8th Mar 2020 by John Nagle

Cities are laboratories in which sectarian divisions are dialectically constructed and contested in constant tension. The premise that sectarian identities are the result of ancient hatreds - primordial expressions of group-based belonging - has long been dismissed. Yet, when it is said that sectarianism is constructed, we need to look at urban environments as a core matrix through which sectarian practices are (re)imagined into life and constituted. It is the city where urban planning strategies are deliberately devised to produce and embed long term sectarian divisions, evident particularly in residential segregation. Sectarianism is renewed on a daily basis in the city through the sectarianized provision of essential services and infrastructure, encompassing electricity, medical care, and microcredit, but reinforced through security practices. Such clientelistic processes are used to create cultures of dependency, tightly binding communities with elites. Cities, furthermore, often contain key public spaces, such as city centres, which are symbolically charged areas that evoke state power and hegemony.

 While the urban is constitutive of sectarian identities and practices, it is also the place where they are challenged. Groups that transcend sectarian divisions can come together, temporarily or even for sustained periods of time, to engender alternative forms of politics and living that do not cohere to simple sectarian formulas. They take to the streets to demand an end to corruption, declining public services and for the human rights of women and LGBTQ populations, amongst others marginalised from political life. Symbolic spaces in the city, such as public parks and squares, are often the focus of non-sectarian movements, who appropriate these sites and creatively reimagine their meaning and usage as part of right to the city claims. In so doing, these non-sectarian groups are challenging the very grammar the sustains sectarian power and hegemony, engaging in acts of desectarianization.

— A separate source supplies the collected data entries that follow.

extern crate ndarray;

use ndarray::*;

use rand::prelude::*;
use rand::rngs::StdRng;
use rand_distr::{Distribution, StandardNormal};

use crate::params::*;
use crate::sampler_error::*;

///A source of independent standard-normal variates (mean 0, variance 1).
///
///Every [`rand::RngCore`] is one, drawing through [`StandardNormal`].
///Implement this directly for sources that can run dry or that
///replay scripted values, and report their failures as
///[`SamplerError::RandomSource`].
pub trait StandardNormalSource {
    ///Overwrites every entry of `out` with a fresh standard-normal draw,
    ///walking it in row-major order.
    fn fill_standard_normal(&mut self, out : ArrayViewMut2<f64>) -> Result<()>;
}

impl<R : RngCore + ?Sized> StandardNormalSource for R {
    fn fill_standard_normal(&mut self, mut out : ArrayViewMut2<f64>) -> Result<()> {
        for elem in out.iter_mut() {
            *elem = StandardNormal.sample(self);
        }
        Ok(())
    }
}

///Draws an `n x m` array of standard normals from `source`, so that
///row `i` is the noise vector for the `i`th distribution of a batch.
pub fn draw_standard_normal(source : &mut dyn StandardNormalSource, n : usize, m : usize) -> Result<Array2<f64>> {
    let mut result = Array::zeros((n, m));
    source.fill_standard_normal(result.view_mut())?;
    Ok(result)
}

///The generator used when the caller doesn't provide one. Built fresh
///on every call from [`DEFAULT_SEED`], so it never carries state between calls.
pub fn default_normal_source() -> StdRng {
    seeded_normal_source(DEFAULT_SEED)
}

///A generator of the same kind as [`default_normal_source`], from any seed.
pub fn seeded_normal_source(seed : u64) -> StdRng {
    StdRng::seed_from_u64(seed)
}

#[cfg(test)]
mod tests {
    use super::*;
    use crate::test_utils::*;

    #[test]
    fn default_source_is_reproducible() {
        let one = draw_standard_normal(&mut default_normal_source(), 4, 3).unwrap();
        let two = draw_standard_normal(&mut default_normal_source(), 4, 3).unwrap();
        assert_eq!(one, two);
    }

    #[test]
    fn different_seeds_differ() {
        let one = draw_standard_normal(&mut seeded_normal_source(1), 4, 3).unwrap();
        let two = draw_standard_normal(&mut seeded_normal_source(2), 4, 3).unwrap();
        assert_ne!(one, two);
    }

    #[test]
    fn draws_fill_row_major() {
        let mut source = ScriptedNormalSource::new(vec![1.0, 2.0, 3.0, 4.0, 5.0, 6.0]);
        let noise = draw_standard_normal(&mut source, 2, 3).unwrap();
        assert_eq!(noise, arr2(&[[1.0, 2.0, 3.0], [4.0, 5.0, 6.0]]));
        assert_eq!(source.num_drawn(), 6);
    }

    #[test]
    fn draws_advance_the_generator() {
        let mut rng = seeded_normal_source(7);
        let first = draw_standard_normal(&mut rng, 2, 2).unwrap();
        let second = draw_standard_normal(&mut rng, 2, 2).unwrap();
        assert_ne!(first, second);
    }

    #[test]
    fn draws_look_standard_normal() {
        let num_samps = 20000;
        let samples = draw_standard_normal(&mut seeded_normal_source(3), num_samps, 1).unwrap();
        let mean = samples.sum() / (num_samps as f64);
        let variance = samples.mapv(|x| (x - mean) * (x - mean)).sum() / ((num_samps - 1) as f64);
        assert_eps_equals_to_within(mean, 0.0, 0.05);
        assert_eps_equals_to_within(variance, 1.0, 0.05);
    }

    #[test]
    fn exhausted_source_error_propagates() {
        let mut source = ScriptedNormalSource::new(vec![1.0, 2.0]);
        let result = draw_standard_normal(&mut source, 1, 3);
        match result {
            Err(SamplerError::RandomSource(_)) => {},
            other => panic!("unexpected {:?}", other)
        }
    }
}
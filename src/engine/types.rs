//! Engine types
//!
//! Run summary and per-source health results.

use serde::Serialize;

/// Outcome of one completed run
#[derive(Debug, Clone, Default, PartialEq, Eq, Serialize)]
pub struct RunSummary {
    /// Parent voucher the run reported on
    pub voucher_id: String,
    /// Voucher instances fetched
    pub instances: usize,
    /// Distinct students loaded
    pub students: usize,
    /// Instances joined to a student
    pub matched: usize,
    /// Instances with no student record
    pub unmatched: usize,
    /// Non-fatal missing-field issues on matched students
    pub missing_fields: usize,
    /// Data rows written (header excluded)
    pub rows_written: usize,
    /// Where the report went
    pub destination: String,
    /// Wall time in milliseconds
    pub elapsed_ms: u64,
}

/// Health of one store
#[derive(Debug, Clone, PartialEq, Eq, Serialize)]
#[serde(rename_all = "camelCase")]
pub struct SourceStatus {
    /// Source name (MongoDB, PostgreSQL, ...)
    pub source: String,
    pub status: ConnectionStatus,
    pub message: String,
}

/// Connection check result
#[derive(Debug, Clone, Copy, PartialEq, Eq, Serialize)]
#[serde(rename_all = "SCREAMING_SNAKE_CASE")]
pub enum ConnectionStatus {
    Succeeded,
    Failed,
}

impl SourceStatus {
    /// Create a success status
    pub fn succeeded(source: impl Into<String>) -> Self {
        Self {
            source: source.into(),
            status: ConnectionStatus::Succeeded,
            message: "Connection successful".to_string(),
        }
    }

    /// Create a failure status
    pub fn failed(source: impl Into<String>, message: impl Into<String>) -> Self {
        Self {
            source: source.into(),
            status: ConnectionStatus::Failed,
            message: message.into(),
        }
    }

    /// Check if the source answered
    pub fn is_ok(&self) -> bool {
        self.status == ConnectionStatus::Succeeded
    }
}
// Allow common clippy pedantic lints
#![allow(clippy::cast_possible_truncation)]
#![allow(clippy::cast_sign_loss)]
#![allow(clippy::cast_lossless)]
#![allow(clippy::too_many_lines)]
#![allow(clippy::ref_option)]
#![allow(clippy::unused_self)]
#![allow(clippy::struct_excessive_bools)]
#![allow(clippy::must_use_candidate)]
#![allow(clippy::items_after_statements)]
#![allow(clippy::unnecessary_wraps)]
#![allow(clippy::match_same_arms)]
#![allow(clippy::match_wildcard_for_single_variants)]
#![allow(clippy::needless_pass_by_value)]
#![allow(clippy::unused_async)]

//! Voucher report CLI
//!
//! Command-line interface for building voucher reports

use clap::Parser;
use voucher_report::cli::{Cli, Runner};

#[tokio::main]
async fn main() {
    let cli = Cli::parse();

    // Initialize logging
    let level = if cli.verbose {
        tracing::Level::DEBUG
    } else {
        tracing::Level::INFO
    };
    tracing_subscriber::fmt()
        .with_writer(std::io::stderr)
        .with_env_filter(
            tracing_subscriber::EnvFilter::from_default_env().add_directive(level.into()),
        )
        .init();

    let runner = Runner::new(cli);

    if let Err(e) = runner.run().await {
        eprintln!("Error: {e}");
        std::process::exit(1);
    }
}
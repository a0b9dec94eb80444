//! CLI module
//!
//! Command-line interface for producing voucher reports.
//!
//! # Commands
//!
//! - `run` - Fetch, merge and export one voucher's report
//! - `check` - Test connection to both stores
//! - `validate` - Load and validate the configuration

mod commands;
mod runner;

pub use commands::{Cli, Commands, OutputFormat};
pub use runner::Runner;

In recognizing these dynamics new issues arise that require further consideration and analysis as part of a future research agenda. First, as many of the various articles in this report indicate, the construction of the sectarian city is bound up with neoliberal forms of urban planning, governance and reconstruction. Sectarian elites and regimes have increasingly devolved public services and goods to the market, and this has often had disastrous consequences for citizens left without a safety net. In one sense, this makes ordinary people even more reliant on sectarian factions for welfare and social assistance, thus potentially strengthening the hold such sectarian groups have on their constituency. On the other hand, the weakening of the state leads to excessive inequality and mobilization of considerable sections of the public demanding change. Second, reflections as to the outcomes of popular expressions of non-sectarian action and protest are required. The articles in this report have highlighted the complex and multifaceted ways in which these groups challenge the sectarian order. But, does this lead to any change or transformation? If so, how do we isolate and measure the changes that have been wrought? While these groups may not always bring about policy change, we should consider how they foment attitudinal transformation amongst the public, the ways in which they form new ways of imagining a political community, and in eroding the hegemony of sectarianism.